A Sermon for the Tenth Sunday after Pentecost

Gracious God, take our minds and think through them;

take our hands and work through them;

take our hearts and set them on fire.

Amen.

 

The beginning of Luke’s Gospel proclaims that Jesus will “guide our feet into the way of peace” (1:79).  Near the end of the Gospel, the resurrected Jesus appears among his friends and offers a benediction of peace (24:36).[1]

Within those bookends, how are we to understand Jesus’ statement that he brings “fire to the earth (12:49), and division, not peace?  How can the one who tells a parable of reconciliation between father and son, be the same one who sets parents against their children and children against their parents?  In light of his own example, and the testimony of his preaching throughout the Gospel, what can Jesus’ words of division possibly mean?

This is a question that theologians have struggled with for centuries.  Some have used Jesus’ words as a warrant for just-war theory in the face of very real clashes between and among nations – providing a “divine sanction” for their violence and struggles for power.

Others have seen in the juxtaposition of parent and child a description of the division that occurs between believers and unbelievers – setting a firm dichotomy of saved and unsaved.

And still others have suggested a symbolic interpretation, in which the parent-child conflict represents the division, within each of us ourselves, between the mind and our passions – as rational thought seeks to overpower the impulses of sin.

These various responses to the apparent contradiction between Jesus’ declaration of division, on the one hand, and his overarching message of reconciliation and peace throughout the Gospel, on the other, show how difficult it is to pin down just one meaning – and it’s not just that central theological message that is difficult to pin down, it’s also the details.

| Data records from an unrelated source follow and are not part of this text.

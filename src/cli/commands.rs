//! CLI command definitions

use crate::codec::PipelineSource;
use crate::core::BootstrapConfig;
use clap::Args;
use std::path::PathBuf;

/// Where to read the pipeline from
#[derive(Debug, Args, Clone, Default)]
pub struct SourceArgs {
    /// Path to a pipeline document (JSON, or YAML with a .yaml/.yml extension)
    #[arg(short, long, conflicts_with = "url")]
    pub file: Option<PathBuf>,

    /// URL of a JSON pipeline document
    #[arg(short, long)]
    pub url: Option<String>,
}

impl SourceArgs {
    /// The requested source, falling back to the pipeline embedded in the config
    pub fn to_source(&self, config: &BootstrapConfig) -> PipelineSource {
        let mut source = PipelineSource::new();
        if let Some(file) = &self.file {
            source = source.file(file);
        }
        if let Some(url) = &self.url {
            source = source.url(url);
        }
        if source.is_empty() {
            if let Some(document) = &config.pipeline {
                source = source.document(document.clone());
            }
        }
        source
    }
}

/// Run a pipeline
#[derive(Debug, Args, Clone)]
pub struct RunCommand {
    #[command(flatten)]
    pub source: SourceArgs,

    /// Write the pipeline document, as run, to this path
    #[arg(long)]
    pub save: Option<PathBuf>,

    /// Don't save the run to history
    #[arg(long)]
    pub no_history: bool,
}

/// Validate a pipeline
#[derive(Debug, Args, Clone)]
pub struct ValidateCommand {
    #[command(flatten)]
    pub source: SourceArgs,

    /// Output in JSON format
    #[arg(long)]
    pub json: bool,
}

/// Show the field schema catalog
#[derive(Debug, Args, Clone)]
pub struct SchemaCommand {
    /// Output in JSON format
    #[arg(long)]
    pub json: bool,
}

/// Show run history
#[derive(Debug, Args, Clone)]
pub struct HistoryCommand {
    /// Number of recent runs to show
    #[arg(short, long, default_value_t = 10)]
    pub limit: usize,

    /// Show a single run in detail
    #[arg(long)]
    pub run_id: Option<String>,

    /// Output in JSON format
    #[arg(long)]
    pub json: bool,
}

For example, was the fire Jesus brought a baptism of fire like the Holy Spirit at Pentecost, burning in the hearts and upon the heads of believers – enflaming them to mighty deeds of faithfulness?  Was it, rather, the refiner’s fire, burning away the chaff of sin or the fruitless branches that don’t bear fruit?  Or was it the fire of judgement, raining down from heaven upon the heads of God’s enemies?

It is easy to wander down these paths of theological pondering, chasing details until you realize you’ve ended up with your nose in a corner and no closer to God.  And so perhaps the dilemmas and tensions in this passage cannot, and should not, be completely resolved.

Instead this passage may best understood in light of the totality of the gospel story, and in the interplay between the ways of God and the realities of human history.  In that light, one could say the passage is descriptive rather than prescriptive.

That is, it is not Jesus’ purpose to set children against their parents, or parents against their children, but that this sort of rupture can be the result of how Christ’s presence in our lives changes us – when the old status quo is disrupted.

Remember the parable of the prodigal son?  That is a story about reconciliation between a long estranged younger son and his father.  Yet their reconciliation bears the seeds of rupture in relationship between the father and the older son – one that depended on an old status quo.

We do not always appreciate the great reversals found in the gospels.  We don’t like it when those we deem undeserving receive the abundant grace promised to all.  We want others to be punished for their sins, while we expect to be welcomed into the embrace of God in eternal life.  As the old saying goes, nobody expects to see their enemies in heaven.

But what these reversals teach us, what passages like today’s can show us, is that God can’t be put into a box and tamed for our purposes so that we can maintain our comfortable status quo.

God is not an epidural, numbing us to the complexity of life – God is a midwife, someone sitting next to us and saying push.[2]

There is pain in life, but we’ll get through it – and God will be with us the whole way.  And at the end, it won’t be in vain – we will hold new life in our hands because of our faithfulness and willingness to be transformed.

That is the promise that is woven throughout the gospels – in stories of peace and reconciliation and in stories of division and fire:  God is always calling us to new life in him, not always in the ways we expect or would prefer, but always abiding with us in love.

The choice we face every day, and always, is whether we will accept this call into new life with God at the center, or will instead take shelter in the comfort in the status quo the world offers.

My prayer is that we may have boldness of faith to follow Christ with courage and perseverance.

 

~ Amen ~

[1] Much of this sermon is adapted from Feasting on the Word, Year C, Volume 3, Theological Perspective.